I felt right at home. Waiting.

I’d set the meet for one in the morning, at a West Side bar in a building slated for demolition. New York is a big piece of machinery; it needs its gears greased to keep running. So the whole neighborhood was getting plowed over, like a field being readied for a different crop. That’s Manhattan today—all the money goes up top, while the infrastructure wastes away from neglect. The famous skyline is a cheap trick now, a sleight-of-hand to draw your eye from the truth, as illusory as a bodybuilder with osteoporosis.

In the neighborhood I’d picked, strip joints where “upscale” meant five bucks for a bottle of Bud Light were driving out residential buildings. Only the rumors that our sports-whore mayor was going to find a way to green-light massive razing so he could build a gigantic football stadium near the Javits Center kept the whole area from being leveled. Building owners were laying in the cut, waiting to see the City’s hole card.

My ’69 Plymouth was huddled against the alley wall, its black-and-primer body mottled into an urban camouflage pattern. Anonymous, near-invisible. Like me, to most.

A cinnamon Audi sedan—a big one, probably an A8—circled the block for the third time, cruising for a place to park. I figured it for the guy I had been waiting for. There was an open space in front of a fire hydrant just across from me, but parking tickets can cost you more than money—ask David Berkowitz.

My watch read six minutes short of the meet time when a man came up the sidewalk toward the bar. He was bareheaded, hunched over against the razoring wind, wearing a camel’s-hair topcoat with a white scarf. The kind of guy who would drive a hundred-grand car, and be used to parking it indoors.

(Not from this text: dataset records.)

mod parse;
mod preprocess;
mod tesseract;

use anyhow::Result;
use serde::{Deserialize, Serialize};
use std::future::Future;
use std::pin::Pin;

use crate::geometry::Size;

pub use tesseract::{
    SPARSE_TEXT_PSM, TesseractRecognizer, list_tesseract_languages, ocr_languages_for,
    resolve_ocr_languages,
};

/// Recognizer granularity, coarse to fine.
#[derive(Debug, Clone, Copy, PartialEq, Eq, Hash, Serialize, Deserialize)]
#[serde(rename_all = "lowercase")]
pub enum Tier {
    Block,
    Paragraph,
    Line,
    Word,
}

impl Tier {
    pub const PREFERENCE: [Tier; 4] = [Tier::Block, Tier::Paragraph, Tier::Line, Tier::Word];

    pub fn as_str(&self) -> &'static str {
        match self {
            Tier::Block => "block",
            Tier::Paragraph => "paragraph",
            Tier::Line => "line",
            Tier::Word => "word",
        }
    }
}

#[derive(Debug, Clone, Copy, PartialEq, Serialize, Deserialize)]
pub struct BBox {
    pub x0: f32,
    pub y0: f32,
    pub x1: f32,
    pub y1: f32,
}

impl BBox {
    pub fn width(&self) -> f32 {
        self.x1 - self.x0
    }

    pub fn height(&self) -> f32 {
        self.y1 - self.y0
    }

    pub fn area(&self) -> f32 {
        self.width().max(0.0) * self.height().max(0.0)
    }

    fn normalized(self) -> Option<BBox> {
        let values = [self.x0, self.y0, self.x1, self.y1];
        if values.iter().any(|value| !value.is_finite()) {
            return None;
        }
        Some(BBox {
            x0: self.x0.min(self.x1),
            y0: self.y0.min(self.y1),
            x1: self.x0.max(self.x1),
            y1: self.y0.max(self.y1),
        })
    }
}

#[derive(Debug, Clone, PartialEq)]
pub struct RawRegion {
    pub bbox: Option<BBox>,
    pub text: String,
    pub confidence: f32,
    pub tier: Tier,
}

#[derive(Debug, Clone, PartialEq)]
pub struct RecognitionResult {
    pub text: String,
    pub confidence: f32,
    pub image_size: Option<Size>,
    tiers: Vec<(Tier, Vec<RawRegion>)>,
}

impl RecognitionResult {
    pub fn new(text: impl Into<String>, confidence: f32, image_size: Option<Size>) -> Self {
        Self {
            text: text.into(),
            confidence: clamp_confidence(confidence),
            image_size: image_size.filter(Size::is_positive),
            tiers: Vec::new(),
        }
    }

    pub fn with_tier(mut self, tier: Tier, regions: Vec<RawRegion>) -> Self {
        let regions = regions
            .into_iter()
            .map(|region| RawRegion {
                bbox: region.bbox.and_then(BBox::normalized),
                confidence: clamp_confidence(region.confidence),
                tier,
                text: region.text,
            })
            .collect::<Vec<_>>();
        match self.tiers.iter_mut().find(|(existing, _)| *existing == tier) {
            Some((_, existing)) => existing.extend(regions),
            None => self.tiers.push((tier, regions)),
        }
        self
    }

    pub fn tier(&self, tier: Tier) -> &[RawRegion] {
        self.tiers
            .iter()
            .find(|(existing, _)| *existing == tier)
            .map(|(_, regions)| regions.as_slice())
            .unwrap_or(&[])
    }

    pub fn is_empty(&self) -> bool {
        self.text.trim().is_empty() && self.tiers.iter().all(|(_, regions)| regions.is_empty())
    }

    /// Builds a result from the loosely typed JSON shape recognizers emit.
    pub fn from_payload(payload: RecognitionPayload) -> Self {
        let mut result = Self::new(
            payload.text.unwrap_or_default(),
            payload.confidence.unwrap_or(0.0),
            payload.image_size,
        );
        let tiers = [
            (Tier::Block, payload.blocks),
            (Tier::Paragraph, payload.paragraphs),
            (Tier::Line, payload.lines),
            (Tier::Word, payload.words),
        ];
        for (tier, raw) in tiers {
            let regions = raw
                .into_iter()
                .map(|region| RawRegion {
                    bbox: region.bbox,
                    text: region.text.unwrap_or_default(),
                    confidence: region.confidence.unwrap_or(0.0),
                    tier,
                })
                .collect();
            result = result.with_tier(tier, regions);
        }
        result
    }
}

#[derive(Debug, Default, Deserialize)]
#[serde(default, rename_all = "camelCase")]
pub struct RecognitionPayload {
    pub text: Option<String>,
    pub confidence: Option<f32>,
    pub image_size: Option<Size>,
    pub blocks: Vec<RegionPayload>,
    pub paragraphs: Vec<RegionPayload>,
    pub lines: Vec<RegionPayload>,
    pub words: Vec<RegionPayload>,
}

#[derive(Debug, Default, Deserialize)]
#[serde(default)]
pub struct RegionPayload {
    pub bbox: Option<BBox>,
    pub text: Option<String>,
    pub confidence: Option<f32>,
}

fn clamp_confidence(value: f32) -> f32 {
    if value.is_finite() {
        value.clamp(0.0, 100.0)
    } else {
        0.0
    }
}

/// Where the recognizer should read pixels from.
#[derive(Debug, Clone)]
pub enum ImageSource {
    Bytes(Vec<u8>),
    Url(String),
}

impl ImageSource {
    pub fn describe(&self) -> String {
        match self {
            ImageSource::Bytes(bytes) => format!("{} bytes", bytes.len()),
            ImageSource::Url(url) => url.clone(),
        }
    }
}

pub type RecognizeFuture<'a> = Pin<Box<dyn Future<Output = Result<RecognitionResult>> + Send + 'a>>;

/// Text recognition engine. Implementations must detect sparse text without
/// auto-rotating the page so boxes stay aligned with the source image.
pub trait Recognizer: Send + Sync {
    fn recognize<'a>(&'a self, source: &'a ImageSource, language_hint: &'a str)
    -> RecognizeFuture<'a>;
}

#[cfg(test)]
mod tests {
    use super::*;

    #[test]
    fn payload_is_normalized_once() {
        let payload: RecognitionPayload = serde_json::from_value(serde_json::json!({
            "text": "こんにちは",
            "confidence": 140.0,
            "imageSize": {"width": 500.0, "height": 500.0},
            "blocks": [
                {"bbox": {"x0": 110.0, "y0": 60.0, "x1": 10.0, "y1": 10.0}, "text": "こんにちは", "confidence": 90.0},
                {"text": "no box"}
            ]
        }))
        .unwrap();
        let result = RecognitionResult::from_payload(payload);
        assert_eq!(result.confidence, 100.0);
        assert_eq!(result.image_size, Some(Size::new(500.0, 500.0)));
        let blocks = result.tier(Tier::Block);
        assert_eq!(blocks.len(), 2);
        assert_eq!(
            blocks[0].bbox,
            Some(BBox {
                x0: 10.0,
                y0: 10.0,
                x1: 110.0,
                y1: 60.0
            })
        );
        assert_eq!(blocks[1].bbox, None);
        assert_eq!(blocks[1].confidence, 0.0);
        assert!(result.tier(Tier::Word).is_empty());
    }

    #[test]
    fn empty_result_is_detected() {
        assert!(RecognitionResult::new("  ", 0.0, None).is_empty());
        let with_words = RecognitionResult::new("", 0.0, None).with_tier(
            Tier::Word,
            vec![RawRegion {
                bbox: None,
                text: "a".to_string(),
                confidence: 50.0,
                tier: Tier::Word,
            }],
        );
        assert!(!with_words.is_empty());
    }
}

I let him get inside before I made my move. I hadn’t seen enough of his face to pick him out of a crowd, but I wasn’t worried—it wasn’t the kind of joint where you checked your coat.

 

H
e was standing at the bar, facing the doorway, the camel’s-hair coat opened to reveal a charcoal-gray suit, white shirt, and geometric-pattern tie that flashed green-gold in the dim light. He had a shot glass in his right hand, a pair of butter-colored gloves in his left.

I walked toward him. He saw a man in a well-traveled army jacket, winter jeans, and work boots. If anyone asked him later, he would say the man’s hair was covered with a watch cap that came down over the top of his ears, and his eyes were unreadable behind the heavy lenses of horn-rimmed glasses. My face was temporarily unscarred, thanks to Michelle’s deft touch with the tube of Cover-mark she always carries.

The man coming toward him had a pair of gloves, too…on his hands.

I nodded my head to my left. He stepped away from the bar and walked in the direction I had indicated. I slipped past him and took a seat in an empty wood booth, facing the door. He sat down across from me.

Up close, he was older than his voice, but a guy who took care of himself, or had people do it for him: hundred-dollar haircuts, facials, manicures. I was guessing a heavy pill regimen, regular workouts, maybe even a little nip-and-tuck, too.

“Are you—?”

I held up two fingers.

He nodded, reached into the inside pocket of his coat, and brought out a plain white envelope. He put it on the table between us. I picked it up, slipped it into a side pocket.

“You’re not going to count it?”

“You want something done, what’s in it for you to stiff me on the front end?” I told him.